Exercise requirements ::
I need each line of the entries below that includes the string "super".
- - -
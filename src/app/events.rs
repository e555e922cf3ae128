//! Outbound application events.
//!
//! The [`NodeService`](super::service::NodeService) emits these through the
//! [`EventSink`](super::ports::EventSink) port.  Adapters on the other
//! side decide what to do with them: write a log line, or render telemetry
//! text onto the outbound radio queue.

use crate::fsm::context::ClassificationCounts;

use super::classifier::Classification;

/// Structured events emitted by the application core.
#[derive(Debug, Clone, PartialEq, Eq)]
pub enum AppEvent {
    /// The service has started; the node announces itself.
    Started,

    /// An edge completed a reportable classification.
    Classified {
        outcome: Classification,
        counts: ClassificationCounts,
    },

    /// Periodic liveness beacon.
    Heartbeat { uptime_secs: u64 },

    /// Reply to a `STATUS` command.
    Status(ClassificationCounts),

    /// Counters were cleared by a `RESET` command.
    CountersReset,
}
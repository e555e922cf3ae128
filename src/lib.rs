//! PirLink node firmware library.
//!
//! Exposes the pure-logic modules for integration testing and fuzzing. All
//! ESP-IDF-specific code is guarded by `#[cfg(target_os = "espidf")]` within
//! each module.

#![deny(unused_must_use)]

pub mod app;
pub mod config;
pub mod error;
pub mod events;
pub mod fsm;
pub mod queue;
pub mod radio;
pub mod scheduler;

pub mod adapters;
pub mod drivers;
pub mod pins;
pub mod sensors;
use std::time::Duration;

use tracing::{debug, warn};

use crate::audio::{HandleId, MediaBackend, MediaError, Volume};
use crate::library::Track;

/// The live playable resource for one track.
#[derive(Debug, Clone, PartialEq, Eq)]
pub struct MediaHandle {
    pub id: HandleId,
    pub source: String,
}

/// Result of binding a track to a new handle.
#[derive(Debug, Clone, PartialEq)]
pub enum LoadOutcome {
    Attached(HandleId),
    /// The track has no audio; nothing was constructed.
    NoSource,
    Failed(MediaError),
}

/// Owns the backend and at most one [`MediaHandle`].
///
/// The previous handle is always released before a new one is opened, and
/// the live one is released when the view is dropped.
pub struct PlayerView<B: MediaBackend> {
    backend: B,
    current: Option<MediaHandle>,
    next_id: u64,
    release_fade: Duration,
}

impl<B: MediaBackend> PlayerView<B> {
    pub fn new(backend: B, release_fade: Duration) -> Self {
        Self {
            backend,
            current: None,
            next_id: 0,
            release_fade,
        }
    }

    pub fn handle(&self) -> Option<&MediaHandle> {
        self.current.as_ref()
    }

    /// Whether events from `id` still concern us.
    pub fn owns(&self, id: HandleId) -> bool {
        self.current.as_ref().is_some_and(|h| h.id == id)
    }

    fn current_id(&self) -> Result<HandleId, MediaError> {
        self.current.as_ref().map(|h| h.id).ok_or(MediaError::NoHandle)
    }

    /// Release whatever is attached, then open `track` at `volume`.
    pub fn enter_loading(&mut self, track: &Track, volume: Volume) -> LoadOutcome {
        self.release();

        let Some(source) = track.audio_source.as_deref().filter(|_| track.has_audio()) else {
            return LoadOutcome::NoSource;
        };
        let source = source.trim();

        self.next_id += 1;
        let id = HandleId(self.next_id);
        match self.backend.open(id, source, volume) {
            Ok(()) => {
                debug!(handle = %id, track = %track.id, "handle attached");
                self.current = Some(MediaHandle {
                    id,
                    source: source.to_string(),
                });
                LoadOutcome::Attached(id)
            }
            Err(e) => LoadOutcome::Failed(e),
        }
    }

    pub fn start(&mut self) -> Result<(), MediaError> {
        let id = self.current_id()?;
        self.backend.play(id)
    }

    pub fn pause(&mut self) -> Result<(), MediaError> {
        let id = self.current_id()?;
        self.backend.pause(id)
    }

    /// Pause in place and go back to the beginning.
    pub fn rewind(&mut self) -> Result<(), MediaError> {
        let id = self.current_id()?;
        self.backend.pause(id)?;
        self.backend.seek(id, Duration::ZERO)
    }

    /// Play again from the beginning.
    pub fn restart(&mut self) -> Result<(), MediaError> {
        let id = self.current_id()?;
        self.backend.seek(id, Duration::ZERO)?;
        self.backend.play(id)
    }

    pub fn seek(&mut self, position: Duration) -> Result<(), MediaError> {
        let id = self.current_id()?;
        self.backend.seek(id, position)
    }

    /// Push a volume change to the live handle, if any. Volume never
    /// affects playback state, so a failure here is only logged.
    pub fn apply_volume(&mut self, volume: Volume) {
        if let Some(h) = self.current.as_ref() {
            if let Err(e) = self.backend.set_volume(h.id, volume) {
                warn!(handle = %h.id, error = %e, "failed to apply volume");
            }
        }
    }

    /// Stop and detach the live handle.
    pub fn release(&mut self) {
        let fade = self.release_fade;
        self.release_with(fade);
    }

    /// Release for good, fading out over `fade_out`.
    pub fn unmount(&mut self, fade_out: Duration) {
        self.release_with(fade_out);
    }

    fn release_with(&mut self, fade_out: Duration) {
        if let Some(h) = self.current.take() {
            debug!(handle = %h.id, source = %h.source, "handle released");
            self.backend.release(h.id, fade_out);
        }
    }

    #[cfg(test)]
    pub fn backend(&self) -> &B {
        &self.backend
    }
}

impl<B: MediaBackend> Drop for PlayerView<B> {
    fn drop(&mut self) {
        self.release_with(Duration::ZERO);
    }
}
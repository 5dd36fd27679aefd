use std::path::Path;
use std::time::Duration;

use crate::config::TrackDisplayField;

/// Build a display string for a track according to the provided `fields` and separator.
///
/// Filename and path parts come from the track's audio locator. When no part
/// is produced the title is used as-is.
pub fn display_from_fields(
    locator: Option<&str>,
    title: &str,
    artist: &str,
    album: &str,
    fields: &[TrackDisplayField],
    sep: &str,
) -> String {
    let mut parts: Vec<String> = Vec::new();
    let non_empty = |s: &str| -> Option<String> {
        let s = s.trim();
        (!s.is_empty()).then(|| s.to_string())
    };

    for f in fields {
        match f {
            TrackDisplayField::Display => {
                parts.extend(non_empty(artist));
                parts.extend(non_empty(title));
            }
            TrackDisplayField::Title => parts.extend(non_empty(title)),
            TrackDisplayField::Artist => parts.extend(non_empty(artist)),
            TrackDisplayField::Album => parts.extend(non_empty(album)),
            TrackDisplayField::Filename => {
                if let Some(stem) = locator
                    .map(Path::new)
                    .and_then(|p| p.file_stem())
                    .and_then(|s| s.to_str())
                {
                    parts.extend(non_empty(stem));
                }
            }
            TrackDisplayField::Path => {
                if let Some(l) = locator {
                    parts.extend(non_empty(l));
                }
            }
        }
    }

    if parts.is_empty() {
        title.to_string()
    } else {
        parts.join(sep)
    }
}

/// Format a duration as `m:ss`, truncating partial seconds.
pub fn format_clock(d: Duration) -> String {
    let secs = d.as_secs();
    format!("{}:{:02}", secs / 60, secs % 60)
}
- - -
Answer section ::
//! The [`NodeService`](super::service::NodeService) emits these through the
//! [`EventSink`](super::ports::EventSink) port.  Adapters on the other
use super::classifier::Classification;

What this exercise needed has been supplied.